Nivedita Basu is an Indian television producer who worked as Creative Director at Balaji Telefilms. Nivedita turned producer in 2015 and owns a celebrity cricket team (Kolkata Baabu Moshayes) on the television reality show Box Cricket League.

Early life
Basu was born in New Delhi. Her father, Prateek Basu was an ex-Army officer and mother Rita Basu is a national-level Table Tennis and handball player. She has an elder sister, Sonali Basu Tyagi.

Career 

Basu joined Balaji Telefilms in 2000. By 2004, she was a deputy creative director, and she became Ekta Kapoor's second, determining the fates of the characters of soaps Kasautii Zindagii Kay and Kyunki Saas Bhi Kabhi Bahu Thi. She also worked on the series Hum Paanch, Kahaani Ghar Ghar Ki, Kavyanjali, Kkusum, Kyaa Hoga Nimmo Kaa, Kutumb, Kasturi Kahiin to Hoga, Karam Apnaa Apnaa, Kasamh Se, Kabhii Sautan Kabhii Saheli, Kohi Apna Sa,   Kesar, Tujh Sang Preet Lagai Sajna, Kaahin Kissii Roz, Kahi To Milenge, Kya Hadsaa Kya Haqeeqat, K. Street Pali Hill, Kis Desh Mein Hai Meraa Dil, Kammal, Khwaish and many others.

Basu quit Balaji in January 2009 as a part of that production house's restructuring efforts.

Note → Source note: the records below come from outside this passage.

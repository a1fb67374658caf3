//! Career chat session
//!
//! A chat turn is split into [`ChatSession::begin_turn`] and
//! [`ChatSession::complete_turn`] so a UI can run the request in a
//! background task and keep drawing while it waits.

use std::fmt;
use tracing::{info, warn};

use crate::api::Backend;
use crate::error::ApiError;
use crate::models::UserProfile;
use crate::session::{Identity, SessionStore};
use crate::state::{ChatEntry, ChatSender, Transcript};

pub const ANALYZING: &str = "Analyzing your profile...";
pub const GREETING: &str = "Hello, I'm Novard — your AI career assistant. How can I assist you?";
pub const NO_SUMMARY: &str =
    "Could not generate career summary. Please try asking questions directly.";

pub struct ChatSession {
    identity: Identity,
    transcript: Transcript,
    waiting: bool,
}

impl ChatSession {
    pub fn new(identity: Identity) -> Self {
        Self {
            identity,
            transcript: Transcript::default(),
            waiting: false,
        }
    }

    pub fn identity(&self) -> &Identity {
        &self.identity
    }

    pub fn entries(&self) -> &[ChatEntry] {
        self.transcript.entries()
    }

    pub fn is_waiting(&self) -> bool {
        self.waiting
    }

    /// Fresh transcript, profile snapshot (fetched and cached when missing),
    /// then a career summary decides the opening line. Failures become a bot
    /// message.
    pub async fn start<B: Backend + ?Sized>(&mut self, backend: &B, store: &mut SessionStore) {
        self.transcript.clear();
        self.waiting = false;
        self.transcript.push(ChatEntry::new(ChatSender::System, ANALYZING));

        let opening = match self.summarize(backend, store).await {
            Ok(Some(_)) => GREETING.to_string(),
            Ok(None) => NO_SUMMARY.to_string(),
            Err(e) => {
                warn!(error = %e, "chat initialization failed");
                format!("Error initializing chat - {e}")
            }
        };
        self.transcript.push(ChatEntry::new(ChatSender::Bot, opening));
    }

    async fn summarize<B: Backend + ?Sized>(
        &self,
        backend: &B,
        store: &mut SessionStore,
    ) -> Result<Option<String>, ApiError> {
        let profile = match store.profile().cloned() {
            Some(profile) => profile,
            None => self.fetch_profile(backend, store).await?,
        };
        backend.career_summary(&profile, &self.identity).await
    }

    async fn fetch_profile<B: Backend + ?Sized>(
        &self,
        backend: &B,
        store: &mut SessionStore,
    ) -> Result<UserProfile, ApiError> {
        let profile = backend.fetch_user(&self.identity).await?;
        info!(user_id = self.identity.user_id, "profile fetched");
        if let Err(e) = store.cache_profile(profile.clone()) {
            warn!(error = %e, "could not cache profile");
        }
        Ok(profile)
    }

    /// Record the user's line and return the message to send. `None` for
    /// blank input or while a turn is already in flight.
    pub fn begin_turn(&mut self, input: &str) -> Option<String> {
        let message = input.trim();
        if message.is_empty() || self.waiting {
            return None;
        }
        self.transcript.push(ChatEntry::new(ChatSender::User, message));
        self.waiting = true;
        Some(message.to_string())
    }

    pub fn complete_turn<E: fmt::Display>(&mut self, result: Result<String, E>) {
        self.waiting = false;
        let text = match result {
            Ok(reply) => reply,
            Err(e) => {
                warn!(error = %e, "chat turn failed");
                format!("Error processing request - {e}")
            }
        };
        self.transcript.push(ChatEntry::new(ChatSender::Bot, text));
    }

    pub async fn send<B: Backend + ?Sized>(&mut self, backend: &B, input: &str) {
        if let Some(message) = self.begin_turn(input) {
            let result = backend.chat(&message, &self.identity).await;
            self.complete_turn(result);
        }
    }

    /// Drop the transcript; called when the client exits.
    pub fn end(&mut self) {
        self.transcript.clear();
        self.waiting = false;
    }
}

#[cfg(test)]
mod tests {
    use super::*;
    use crate::testing::FakeBackend;
    use tempfile::tempdir;

    fn store_in(dir: &tempfile::TempDir) -> SessionStore {
        let mut store = SessionStore::open(dir.path().join("session.json")).unwrap();
        store.sign_in(&FakeBackend::identity()).unwrap();
        store
    }

    #[tokio::test]
    async fn test_start_greets_and_caches_profile() {
        let dir = tempdir().unwrap();
        let mut store = store_in(&dir);
        let backend = FakeBackend::new();
        let mut chat = ChatSession::new(FakeBackend::identity());

        chat.start(&backend, &mut store).await;

        let texts: Vec<_> = chat.entries().iter().map(|e| e.text.as_str()).collect();
        assert_eq!(texts, vec![ANALYZING, GREETING]);
        assert!(store.profile().is_some());

        chat.start(&backend, &mut store).await;
        assert_eq!(backend.calls("fetch_user"), 1);
        assert_eq!(chat.entries().len(), 2);
    }

    #[tokio::test]
    async fn test_start_without_summary() {
        let dir = tempdir().unwrap();
        let mut store = store_in(&dir);
        let backend = FakeBackend::new();
        backend.set_summary(None);
        let mut chat = ChatSession::new(FakeBackend::identity());

        chat.start(&backend, &mut store).await;

        assert_eq!(chat.entries().last().unwrap().text, NO_SUMMARY);
    }

    #[tokio::test]
    async fn test_start_failure_is_a_bot_message() {
        let dir = tempdir().unwrap();
        let mut store = store_in(&dir);
        let backend = FakeBackend::new();
        backend.fail_next("User not found");
        let mut chat = ChatSession::new(FakeBackend::identity());

        chat.start(&backend, &mut store).await;

        let last = chat.entries().last().unwrap();
        assert_eq!(last.sender, ChatSender::Bot);
        assert_eq!(last.text, "Error initializing chat - User not found");
    }

    #[tokio::test]
    async fn test_send_appends_user_and_bot() {
        let backend = FakeBackend::new();
        let mut chat = ChatSession::new(FakeBackend::identity());

        chat.send(&backend, "  Which skills for data science?  ").await;

        let entries = chat.entries();
        assert_eq!(entries[0].display(), "You: Which skills for data science?");
        assert_eq!(entries[1].sender, ChatSender::Bot);
        assert!(entries[1].text.contains("Which skills for data science?"));
        assert!(!chat.is_waiting());
    }

    #[tokio::test]
    async fn test_send_ignores_blank_input() {
        let backend = FakeBackend::new();
        let mut chat = ChatSession::new(FakeBackend::identity());

        chat.send(&backend, "   ").await;

        assert!(chat.entries().is_empty());
        assert_eq!(backend.calls("chat"), 0);
    }

    #[tokio::test]
    async fn test_send_failure_is_a_bot_message() {
        let backend = FakeBackend::new();
        backend.fail_next("Failed to get bot response");
        let mut chat = ChatSession::new(FakeBackend::identity());

        chat.send(&backend, "hello").await;

        assert_eq!(
            chat.entries().last().unwrap().text,
            "Error processing request - Failed to get bot response"
        );
    }

    #[test]
    fn test_only_one_turn_in_flight() {
        let mut chat = ChatSession::new(FakeBackend::identity());
        assert!(chat.begin_turn("first").is_some());
        assert!(chat.begin_turn("second").is_none());
        chat.complete_turn(Ok::<_, ApiError>("answer".to_string()));
        assert!(chat.begin_turn("second").is_some());

        chat.end();
        assert!(chat.entries().is_empty());
    }
}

She joined Colosceum Media as vice president for scripted programming.

Basu also worked as a Creative Director on 24, a 24-episode series in Hindi, which is the Indian version of the American TV series of the same name. She then worked as a Creative Director on The Bachelorette India - Mere Khayalon Ki Mallika, the Indian version of the hit series The Bachelorette.

In 2014, Basu established her own production house named House of Originals and has produced few new shows for prime TV channels.

In 2015, Basu had signed Amrita Rao and Deepti Naval for her TV series titled Meri Awaaz Hi Pehchaan Hai. Her production house is working on TV serial named as Ek Vivah Aisa Bhi. In 2018, Basu started an NGO, Pehla Kadam For Girl Child Welfare.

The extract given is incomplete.